TASK STATEMENT: Find how many lines in the material below hold the word "EnqueuedJobDto". Reply with that figure alone.

SUPPLIED INFORMATION:
↓↓↓

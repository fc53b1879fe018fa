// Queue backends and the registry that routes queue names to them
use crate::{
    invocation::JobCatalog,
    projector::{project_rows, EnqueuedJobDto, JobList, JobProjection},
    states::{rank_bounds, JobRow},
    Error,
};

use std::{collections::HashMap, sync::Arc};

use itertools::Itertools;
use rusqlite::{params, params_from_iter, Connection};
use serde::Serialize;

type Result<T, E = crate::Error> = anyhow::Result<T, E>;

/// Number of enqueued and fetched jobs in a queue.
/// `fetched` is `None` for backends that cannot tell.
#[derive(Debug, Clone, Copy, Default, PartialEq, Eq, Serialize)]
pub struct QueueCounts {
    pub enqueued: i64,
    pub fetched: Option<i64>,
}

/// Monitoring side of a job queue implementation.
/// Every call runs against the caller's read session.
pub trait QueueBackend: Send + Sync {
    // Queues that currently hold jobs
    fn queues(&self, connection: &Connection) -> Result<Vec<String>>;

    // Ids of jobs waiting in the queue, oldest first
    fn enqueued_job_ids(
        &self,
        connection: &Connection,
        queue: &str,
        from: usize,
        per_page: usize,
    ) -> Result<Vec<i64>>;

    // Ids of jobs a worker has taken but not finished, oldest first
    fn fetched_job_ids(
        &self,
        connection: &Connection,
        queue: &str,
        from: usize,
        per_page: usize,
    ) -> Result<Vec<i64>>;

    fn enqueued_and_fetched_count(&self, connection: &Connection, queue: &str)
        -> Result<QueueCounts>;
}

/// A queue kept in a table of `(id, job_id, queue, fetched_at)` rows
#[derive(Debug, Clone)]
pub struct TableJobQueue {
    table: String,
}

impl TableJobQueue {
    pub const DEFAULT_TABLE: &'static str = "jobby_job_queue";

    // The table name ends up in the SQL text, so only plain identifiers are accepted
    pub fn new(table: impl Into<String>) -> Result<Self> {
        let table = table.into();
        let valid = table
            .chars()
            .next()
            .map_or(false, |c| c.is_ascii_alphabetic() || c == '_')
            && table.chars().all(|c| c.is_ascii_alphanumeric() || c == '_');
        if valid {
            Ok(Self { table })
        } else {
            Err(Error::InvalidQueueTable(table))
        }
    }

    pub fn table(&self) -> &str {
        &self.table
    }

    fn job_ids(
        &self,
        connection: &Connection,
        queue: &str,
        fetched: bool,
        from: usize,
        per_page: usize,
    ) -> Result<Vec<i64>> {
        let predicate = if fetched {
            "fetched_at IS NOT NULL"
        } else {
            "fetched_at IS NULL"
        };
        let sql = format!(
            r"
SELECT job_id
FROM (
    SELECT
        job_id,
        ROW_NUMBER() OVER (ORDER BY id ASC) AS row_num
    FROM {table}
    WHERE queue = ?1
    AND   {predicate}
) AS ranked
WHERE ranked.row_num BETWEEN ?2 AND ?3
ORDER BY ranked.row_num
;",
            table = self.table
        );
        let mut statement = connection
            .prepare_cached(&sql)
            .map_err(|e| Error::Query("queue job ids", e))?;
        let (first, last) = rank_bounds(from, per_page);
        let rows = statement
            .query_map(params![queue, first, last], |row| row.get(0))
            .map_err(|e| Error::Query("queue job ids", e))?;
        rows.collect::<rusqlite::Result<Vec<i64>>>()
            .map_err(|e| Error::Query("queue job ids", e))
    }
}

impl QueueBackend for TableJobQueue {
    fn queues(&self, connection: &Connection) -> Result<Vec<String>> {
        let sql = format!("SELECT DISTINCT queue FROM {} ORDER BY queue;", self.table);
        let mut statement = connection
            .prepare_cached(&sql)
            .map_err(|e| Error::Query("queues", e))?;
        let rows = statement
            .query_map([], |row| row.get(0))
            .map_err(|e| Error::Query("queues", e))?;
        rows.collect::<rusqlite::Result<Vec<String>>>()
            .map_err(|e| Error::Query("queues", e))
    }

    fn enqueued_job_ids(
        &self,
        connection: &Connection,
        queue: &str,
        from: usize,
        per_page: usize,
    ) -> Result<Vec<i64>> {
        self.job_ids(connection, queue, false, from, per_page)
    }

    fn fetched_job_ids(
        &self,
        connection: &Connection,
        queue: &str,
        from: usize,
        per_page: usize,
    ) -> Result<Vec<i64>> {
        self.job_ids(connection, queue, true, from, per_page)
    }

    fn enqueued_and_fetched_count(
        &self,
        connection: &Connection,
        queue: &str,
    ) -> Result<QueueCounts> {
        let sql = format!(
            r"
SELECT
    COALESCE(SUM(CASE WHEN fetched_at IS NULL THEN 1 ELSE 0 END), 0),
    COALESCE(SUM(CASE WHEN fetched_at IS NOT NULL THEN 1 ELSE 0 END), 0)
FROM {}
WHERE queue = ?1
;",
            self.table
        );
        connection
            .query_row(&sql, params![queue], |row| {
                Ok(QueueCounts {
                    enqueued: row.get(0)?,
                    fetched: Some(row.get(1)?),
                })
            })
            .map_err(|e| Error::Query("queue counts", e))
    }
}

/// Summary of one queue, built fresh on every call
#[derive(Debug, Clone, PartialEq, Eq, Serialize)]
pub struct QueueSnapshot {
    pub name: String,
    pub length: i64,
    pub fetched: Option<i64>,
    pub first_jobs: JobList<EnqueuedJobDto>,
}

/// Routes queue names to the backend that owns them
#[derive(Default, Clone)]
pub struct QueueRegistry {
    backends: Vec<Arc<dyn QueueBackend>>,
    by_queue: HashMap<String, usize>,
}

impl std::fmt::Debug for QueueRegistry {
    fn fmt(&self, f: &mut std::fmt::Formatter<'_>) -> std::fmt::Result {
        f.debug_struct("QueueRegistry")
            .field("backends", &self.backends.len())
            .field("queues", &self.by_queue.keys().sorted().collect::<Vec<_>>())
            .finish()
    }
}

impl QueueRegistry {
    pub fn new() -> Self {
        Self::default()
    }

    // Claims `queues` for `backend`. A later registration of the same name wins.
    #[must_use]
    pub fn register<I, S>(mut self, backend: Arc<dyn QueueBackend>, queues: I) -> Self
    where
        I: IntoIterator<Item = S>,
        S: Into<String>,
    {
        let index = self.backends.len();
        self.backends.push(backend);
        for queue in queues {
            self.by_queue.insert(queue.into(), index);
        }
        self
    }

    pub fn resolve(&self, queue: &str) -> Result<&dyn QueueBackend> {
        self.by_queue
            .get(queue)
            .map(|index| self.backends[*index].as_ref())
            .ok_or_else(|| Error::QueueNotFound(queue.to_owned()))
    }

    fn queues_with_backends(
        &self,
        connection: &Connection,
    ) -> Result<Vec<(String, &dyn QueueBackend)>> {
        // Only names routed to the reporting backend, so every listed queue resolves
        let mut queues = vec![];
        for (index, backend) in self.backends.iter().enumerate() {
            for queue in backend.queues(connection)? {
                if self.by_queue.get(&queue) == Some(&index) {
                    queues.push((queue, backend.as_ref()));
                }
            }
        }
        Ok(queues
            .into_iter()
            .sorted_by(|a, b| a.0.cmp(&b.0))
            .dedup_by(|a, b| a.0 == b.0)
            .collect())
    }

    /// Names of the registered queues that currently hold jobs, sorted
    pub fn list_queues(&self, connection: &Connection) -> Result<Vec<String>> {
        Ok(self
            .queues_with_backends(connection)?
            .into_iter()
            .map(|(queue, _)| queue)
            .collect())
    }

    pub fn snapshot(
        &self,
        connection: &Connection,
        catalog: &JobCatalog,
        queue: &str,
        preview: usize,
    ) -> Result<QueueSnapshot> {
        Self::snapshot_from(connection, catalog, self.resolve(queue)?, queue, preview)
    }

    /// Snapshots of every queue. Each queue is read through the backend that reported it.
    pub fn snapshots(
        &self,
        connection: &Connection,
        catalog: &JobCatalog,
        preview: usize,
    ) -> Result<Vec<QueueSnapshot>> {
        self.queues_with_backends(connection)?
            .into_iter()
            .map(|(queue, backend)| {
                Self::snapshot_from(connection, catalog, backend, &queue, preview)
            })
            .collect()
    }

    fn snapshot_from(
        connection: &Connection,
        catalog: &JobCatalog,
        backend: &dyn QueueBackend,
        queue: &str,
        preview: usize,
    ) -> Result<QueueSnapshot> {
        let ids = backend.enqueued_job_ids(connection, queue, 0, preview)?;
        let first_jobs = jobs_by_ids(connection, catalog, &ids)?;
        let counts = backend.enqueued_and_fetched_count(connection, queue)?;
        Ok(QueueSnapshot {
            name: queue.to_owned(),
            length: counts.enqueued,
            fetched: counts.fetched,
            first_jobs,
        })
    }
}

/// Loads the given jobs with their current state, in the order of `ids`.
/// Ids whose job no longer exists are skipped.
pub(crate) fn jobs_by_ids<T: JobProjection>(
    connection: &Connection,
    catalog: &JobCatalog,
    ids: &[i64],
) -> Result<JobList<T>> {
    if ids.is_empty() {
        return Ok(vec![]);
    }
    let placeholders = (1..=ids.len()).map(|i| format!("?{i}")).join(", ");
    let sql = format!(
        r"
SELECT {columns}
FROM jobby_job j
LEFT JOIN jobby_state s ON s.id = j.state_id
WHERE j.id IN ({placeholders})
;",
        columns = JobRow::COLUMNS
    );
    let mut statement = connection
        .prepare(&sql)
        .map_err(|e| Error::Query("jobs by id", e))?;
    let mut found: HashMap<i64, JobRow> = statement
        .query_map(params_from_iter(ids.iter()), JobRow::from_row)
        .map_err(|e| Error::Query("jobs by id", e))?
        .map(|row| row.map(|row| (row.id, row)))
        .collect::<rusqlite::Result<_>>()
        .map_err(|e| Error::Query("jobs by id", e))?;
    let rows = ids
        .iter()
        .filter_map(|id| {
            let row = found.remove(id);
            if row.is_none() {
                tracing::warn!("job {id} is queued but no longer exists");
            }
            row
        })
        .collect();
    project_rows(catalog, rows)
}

↑↑↑
↓↓↓

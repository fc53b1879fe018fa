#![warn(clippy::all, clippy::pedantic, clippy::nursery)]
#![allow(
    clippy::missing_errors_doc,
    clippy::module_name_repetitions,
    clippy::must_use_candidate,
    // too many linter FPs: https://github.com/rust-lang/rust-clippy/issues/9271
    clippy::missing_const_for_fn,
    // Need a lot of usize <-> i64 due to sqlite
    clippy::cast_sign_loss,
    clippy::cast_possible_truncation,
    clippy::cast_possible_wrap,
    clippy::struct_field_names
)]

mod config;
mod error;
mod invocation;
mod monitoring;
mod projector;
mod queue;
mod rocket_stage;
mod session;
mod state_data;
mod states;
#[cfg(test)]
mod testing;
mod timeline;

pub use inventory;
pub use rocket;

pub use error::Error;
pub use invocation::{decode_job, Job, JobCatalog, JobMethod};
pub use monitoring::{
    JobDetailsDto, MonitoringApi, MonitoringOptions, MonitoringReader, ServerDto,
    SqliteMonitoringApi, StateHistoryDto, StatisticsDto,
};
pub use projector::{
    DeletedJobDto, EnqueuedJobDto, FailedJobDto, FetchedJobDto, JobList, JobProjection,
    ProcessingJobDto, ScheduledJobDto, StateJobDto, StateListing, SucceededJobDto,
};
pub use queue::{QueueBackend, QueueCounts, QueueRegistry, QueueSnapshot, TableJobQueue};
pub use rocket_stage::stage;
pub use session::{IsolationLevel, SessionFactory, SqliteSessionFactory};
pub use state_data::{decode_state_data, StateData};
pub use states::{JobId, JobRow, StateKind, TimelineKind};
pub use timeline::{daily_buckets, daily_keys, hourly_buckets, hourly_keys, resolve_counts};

↑↑↑
↓↓↓

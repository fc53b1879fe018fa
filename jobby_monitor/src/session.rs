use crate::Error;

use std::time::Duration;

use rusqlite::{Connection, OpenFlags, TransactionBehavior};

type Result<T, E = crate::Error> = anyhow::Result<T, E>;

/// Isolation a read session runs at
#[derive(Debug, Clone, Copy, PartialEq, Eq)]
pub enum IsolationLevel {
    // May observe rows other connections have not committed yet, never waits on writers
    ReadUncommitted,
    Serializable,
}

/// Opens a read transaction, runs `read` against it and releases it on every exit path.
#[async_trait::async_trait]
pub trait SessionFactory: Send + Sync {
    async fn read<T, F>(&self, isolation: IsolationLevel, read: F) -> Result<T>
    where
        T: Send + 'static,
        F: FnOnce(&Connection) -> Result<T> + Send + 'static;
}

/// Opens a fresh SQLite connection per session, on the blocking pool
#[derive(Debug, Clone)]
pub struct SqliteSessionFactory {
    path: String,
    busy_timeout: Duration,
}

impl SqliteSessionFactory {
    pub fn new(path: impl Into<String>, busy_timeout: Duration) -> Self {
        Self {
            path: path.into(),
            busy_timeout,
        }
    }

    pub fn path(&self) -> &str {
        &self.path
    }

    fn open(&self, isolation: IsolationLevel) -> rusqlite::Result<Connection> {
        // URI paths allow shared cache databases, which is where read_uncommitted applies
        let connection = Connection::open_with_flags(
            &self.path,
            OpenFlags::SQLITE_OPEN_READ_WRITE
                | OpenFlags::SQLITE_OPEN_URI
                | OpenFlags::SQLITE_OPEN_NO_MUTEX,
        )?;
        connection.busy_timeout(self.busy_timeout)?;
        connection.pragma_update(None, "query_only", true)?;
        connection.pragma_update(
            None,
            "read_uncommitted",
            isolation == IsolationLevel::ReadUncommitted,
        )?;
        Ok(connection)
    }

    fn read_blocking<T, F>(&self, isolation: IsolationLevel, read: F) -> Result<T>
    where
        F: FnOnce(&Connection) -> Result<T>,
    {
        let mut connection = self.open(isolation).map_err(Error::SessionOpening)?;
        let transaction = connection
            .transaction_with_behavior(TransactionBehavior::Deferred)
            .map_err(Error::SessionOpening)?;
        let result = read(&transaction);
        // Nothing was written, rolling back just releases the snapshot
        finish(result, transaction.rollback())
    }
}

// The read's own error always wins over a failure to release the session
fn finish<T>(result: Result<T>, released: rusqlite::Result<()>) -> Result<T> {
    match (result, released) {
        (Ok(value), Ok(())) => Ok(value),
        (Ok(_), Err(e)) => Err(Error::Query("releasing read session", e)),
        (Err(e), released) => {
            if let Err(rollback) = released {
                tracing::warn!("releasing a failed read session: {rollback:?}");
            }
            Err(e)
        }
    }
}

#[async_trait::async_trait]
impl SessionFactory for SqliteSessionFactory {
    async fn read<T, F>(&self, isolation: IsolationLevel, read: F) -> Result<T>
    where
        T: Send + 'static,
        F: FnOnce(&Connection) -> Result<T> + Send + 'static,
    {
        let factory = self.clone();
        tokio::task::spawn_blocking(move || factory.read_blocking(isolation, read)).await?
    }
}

↑↑↑

ANSWER FOR THE TASK: 3